In the entries below, find the line containing "pub mod transport;", then copy it and every later line exactly, ending with the last line.

(Saved data entries)
________________________________________

// src/audio/output.rs
//! Output device plumbing: the block processor exposed to rodio as a `Source`.

use std::sync::atomic::{AtomicBool, Ordering};
use std::sync::Arc;
use std::time::Duration;

use anyhow::{Context, Result};
use rodio::{OutputStream, Source};

use super::block::AudioBlock;
use super::processor::AudioBlockProcessor;

/// Output channel count. Decoded sources are converted to this layout.
pub const OUTPUT_CHANNELS: u16 = 2;

/// Endless interleaved stream produced block by block.
///
/// rodio's mixer pulls samples from this iterator on the device callback
/// thread; every `block_frames` frames the processor refills the block.
/// The stream ends at the first block boundary after `stop` is raised.
pub struct ProcessedSource {
    processor: AudioBlockProcessor,
    stop: Arc<AtomicBool>,
    block: AudioBlock,
    frame: usize,
    channel: usize,
    sample_rate: u32,
}

impl ProcessedSource {
    pub fn new(
        processor: AudioBlockProcessor,
        stop: Arc<AtomicBool>,
        channels: u16,
        block_frames: usize,
        sample_rate: u32,
    ) -> Self {
        let block = AudioBlock::new(channels.max(1) as usize, block_frames.max(1));
        let frame = block.num_frames();
        Self {
            processor,
            stop,
            block,
            frame,
            channel: 0,
            sample_rate,
        }
    }
}

impl Iterator for ProcessedSource {
    type Item = f32;

    #[inline]
    fn next(&mut self) -> Option<Self::Item> {
        if self.frame == self.block.num_frames() {
            if self.stop.load(Ordering::Relaxed) {
                return None;
            }
            self.processor.process(&mut self.block);
            self.frame = 0;
        }

        let sample = self.block.channel(self.channel)[self.frame];
        self.channel += 1;
        if self.channel == self.block.num_channels() {
            self.channel = 0;
            self.frame += 1;
        }
        Some(sample)
    }
}

impl Source for ProcessedSource {
    fn current_frame_len(&self) -> Option<usize> {
        None
    }

    fn channels(&self) -> u16 {
        self.block.num_channels() as u16
    }

    fn sample_rate(&self) -> u32 {
        self.sample_rate
    }

    fn total_duration(&self) -> Option<Duration> {
        None
    }
}

/// The open output device. The source is mixed in directly, without a
/// `Sink`, so the callback never touches a lock.
pub struct AudioOutput {
    stop: Arc<AtomicBool>,
    _stream: OutputStream,
}

impl AudioOutput {
    /// Open the default device and start pulling from `processor`.
    pub fn open(mut processor: AudioBlockProcessor, block_frames: usize, sample_rate: u32) -> Result<Self> {
        processor.prepare(block_frames, sample_rate);

        let (stream, handle) =
            OutputStream::try_default().context("no audio output device available")?;
        let stop = Arc::new(AtomicBool::new(false));
        handle
            .play_raw(ProcessedSource::new(
                processor,
                stop.clone(),
                OUTPUT_CHANNELS,
                block_frames,
                sample_rate,
            ))
            .context("failed to start audio playback")?;

        log::info!(
            "audio output open ({} ch @ {} Hz, {} frame blocks)",
            OUTPUT_CHANNELS,
            sample_rate,
            block_frames
        );

        Ok(Self {
            stop,
            _stream: stream,
        })
    }

    /// Stop pulling audio. Dropping the value afterwards releases the device.
    pub fn shutdown(&self) {
        self.stop.store(true, Ordering::Relaxed);
        log::info!("audio output stopped");
    }
}
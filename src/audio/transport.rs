// src/audio/transport.rs
//! Playback transport: a UI-side handle and an audio-side reader sharing atomics.
//!
//! The handle issues commands (load, start, stop, seek) and observes state.
//! The reader runs inside the audio callback, copies the next block out of the
//! loaded source and advances the play position. Decoded sources travel to the
//! audio thread through an SPSC queue as `basedrop::Shared` pointers. A source
//! released on the audio thread is only queued; the UI side frees it when it
//! collects.

use std::sync::atomic::{AtomicBool, AtomicU32, AtomicU64, Ordering};
use std::sync::Arc;

use anyhow::{bail, Result};
use basedrop::{Collector, Shared};
use ringbuf::{traits::*, HeapCons, HeapProd, HeapRb};

use super::block::AudioBlock;
use super::decoder::DecodedSource;

/// Sentinel for "no seek pending".
const NO_SEEK: u64 = u64::MAX;

/// Sources that may be in flight between the UI and audio threads.
const HANDOFF_CAPACITY: usize = 4;

/// The transport operations the state machine and UI rely on.
pub trait PlaybackTransport {
    /// Begin (or resume) playback from the current position.
    fn start(&mut self);
    /// Halt playback, keeping the position.
    fn stop(&mut self);
    fn is_playing(&self) -> bool;
    fn position_secs(&self) -> f64;
    fn duration_secs(&self) -> f64;
    /// Move the play position. Targets outside `[0, duration]` are clamped.
    fn set_position(&mut self, secs: f64);
    /// Returns the current playing state once for every play/stop change.
    fn take_status_change(&mut self) -> Option<bool>;
}

struct TransportShared {
    playing: AtomicBool,
    status_changed: AtomicBool,
    position: AtomicU64,
    seek_target: AtomicU64,
    sample_rate: AtomicU32,
}

/// Create a connected handle/reader pair running at `sample_rate`.
pub fn channel(sample_rate: u32) -> (TransportHandle, TransportReader) {
    let shared = Arc::new(TransportShared {
        playing: AtomicBool::new(false),
        status_changed: AtomicBool::new(false),
        position: AtomicU64::new(0),
        seek_target: AtomicU64::new(NO_SEEK),
        sample_rate: AtomicU32::new(sample_rate.max(1)),
    });

    let (load_tx, load_rx) = HeapRb::<Shared<DecodedSource>>::new(HANDOFF_CAPACITY).split();

    let handle = TransportHandle {
        shared: shared.clone(),
        loads: load_tx,
        collector: Collector::new(),
        current: None,
    };
    let reader = TransportReader {
        shared,
        loads: load_rx,
        source: None,
        cursor: 0,
    };
    (handle, reader)
}

/// UI-side control of the transport.
pub struct TransportHandle {
    shared: Arc<TransportShared>,
    loads: HeapProd<Shared<DecodedSource>>,
    collector: Collector,
    current: Option<Shared<DecodedSource>>,
}

impl TransportHandle {
    /// Replace the current source. Playback halts and the position returns to 0.
    pub fn load(&mut self, source: DecodedSource) -> Result<()> {
        let source = Shared::new(&self.collector.handle(), source);
        if self.loads.try_push(source.clone()).is_err() {
            bail!("audio thread is not consuming sources");
        }
        if self.shared.playing.swap(false, Ordering::SeqCst) {
            self.shared.status_changed.store(true, Ordering::SeqCst);
        }
        self.shared.seek_target.store(NO_SEEK, Ordering::SeqCst);
        self.shared.position.store(0, Ordering::SeqCst);
        self.current = Some(source);
        Ok(())
    }

    pub fn has_source(&self) -> bool {
        self.current.is_some()
    }

    pub fn source(&self) -> Option<&DecodedSource> {
        self.current.as_deref()
    }

    pub fn sample_rate(&self) -> u32 {
        self.shared.sample_rate.load(Ordering::SeqCst)
    }

    /// Free sources the audio thread has released. Returns how many.
    pub fn collect_retired(&mut self) -> usize {
        let mut count = 0;
        while self.collector.collect_one() {
            count += 1;
        }
        count
    }

    fn frames_to_secs(&self, frames: u64) -> f64 {
        frames as f64 / self.sample_rate() as f64
    }
}

impl PlaybackTransport for TransportHandle {
    fn start(&mut self) {
        if self.current.is_none() {
            return;
        }
        if !self.shared.playing.swap(true, Ordering::SeqCst) {
            self.shared.status_changed.store(true, Ordering::SeqCst);
        }
    }

    fn stop(&mut self) {
        if self.shared.playing.swap(false, Ordering::SeqCst) {
            self.shared.status_changed.store(true, Ordering::SeqCst);
        }
    }

    fn is_playing(&self) -> bool {
        self.shared.playing.load(Ordering::SeqCst)
    }

    fn position_secs(&self) -> f64 {
        // A seek not yet applied by the audio thread is already the position
        let target = self.shared.seek_target.load(Ordering::SeqCst);
        let frames = if target != NO_SEEK {
            target
        } else {
            self.shared.position.load(Ordering::SeqCst)
        };
        self.frames_to_secs(frames).min(self.duration_secs())
    }

    fn duration_secs(&self) -> f64 {
        self.current
            .as_ref()
            .map(|s| self.frames_to_secs(s.frames()))
            .unwrap_or(0.0)
    }

    fn set_position(&mut self, secs: f64) {
        let secs = secs.clamp(0.0, self.duration_secs());
        let frames = (secs * self.sample_rate() as f64).round() as u64;
        self.shared.seek_target.store(frames, Ordering::SeqCst);
        self.shared.position.store(frames, Ordering::SeqCst);
    }

    fn take_status_change(&mut self) -> Option<bool> {
        if self.shared.status_changed.swap(false, Ordering::SeqCst) {
            Some(self.is_playing())
        } else {
            None
        }
    }
}

/// Audio-side reader. Lives inside the block processor.
pub struct TransportReader {
    shared: Arc<TransportShared>,
    loads: HeapCons<Shared<DecodedSource>>,
    source: Option<Shared<DecodedSource>>,
    cursor: u64,
}

impl TransportReader {
    /// Record the output format before the stream starts.
    pub fn prepare(&mut self, _block_frames: usize, sample_rate: u32) {
        self.shared
            .sample_rate
            .store(sample_rate.max(1), Ordering::SeqCst);
    }

    /// Fill `block` with the next frames of the loaded source.
    ///
    /// Returns `false` when no source is loaded; the block contents are then
    /// zeroed. A loaded but stopped transport produces silence and `true`.
    pub fn read_block(&mut self, block: &mut AudioBlock) -> bool {
        while let Some(next) = self.loads.try_pop() {
            // Dropping a Shared only enqueues it for the UI-side collector
            self.source = Some(next);
            self.cursor = 0;
        }

        let target = self.shared.seek_target.swap(NO_SEEK, Ordering::SeqCst);

        let Some(source) = self.source.as_ref() else {
            block.clear();
            return false;
        };

        let total = source.frames();
        if target != NO_SEEK {
            self.cursor = target.min(total);
        }

        if !self.shared.playing.load(Ordering::SeqCst) {
            block.clear();
            self.shared.position.store(self.cursor, Ordering::SeqCst);
            return true;
        }

        let src_channels = source.channels() as usize;
        let samples = source.samples();
        let available = ((total - self.cursor) as usize).min(block.num_frames());
        let start = self.cursor as usize * src_channels;

        for (ch, out) in block.channels_mut().enumerate() {
            let src_ch = ch.min(src_channels - 1);
            for (frame, sample) in out[..available].iter_mut().enumerate() {
                *sample = samples[start + frame * src_channels + src_ch];
            }
            out[available..].fill(0.0);
        }

        self.cursor += available as u64;
        if self.cursor >= total && self.shared.playing.swap(false, Ordering::SeqCst) {
            self.shared.status_changed.store(true, Ordering::SeqCst);
        }
        self.shared.position.store(self.cursor, Ordering::SeqCst);
        true
    }
}
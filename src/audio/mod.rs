// src/audio/mod.rs
//! Audio module - decoding, transport, effect chain, and spectrogram analysis.

pub mod block;
pub mod decoder;
pub mod effects;
pub mod output;
pub mod position;
pub mod processor;
pub mod state;
pub mod transport;
pub mod visualizer;

// Re-export commonly used types
pub use block::AudioBlock;
pub use decoder::{DecodeError, DecodedSource};
pub use effects::{EffectChain, EffectParameters};
pub use output::AudioOutput;
pub use position::{format_time, PlaybackPosition};
pub use processor::AudioBlockProcessor;
pub use state::{TransportState, TransportStateMachine};
pub use transport::{PlaybackTransport, TransportHandle, TransportReader};
pub use visualizer::{RenderTick, SpectrogramImage};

________________________________________

Response area>
pub mod transport;
pub mod visualizer;

// Re-export commonly used types
pub use block::AudioBlock;
pub use decoder::{DecodeError, DecodedSource};
pub use effects::{EffectChain, EffectParameters};
pub use output::AudioOutput;
pub use position::{format_time, PlaybackPosition};
pub use processor::AudioBlockProcessor;
pub use state::{TransportState, TransportStateMachine};
pub use transport::{PlaybackTransport, TransportHandle, TransportReader};
pub use visualizer::{RenderTick, SpectrogramImage};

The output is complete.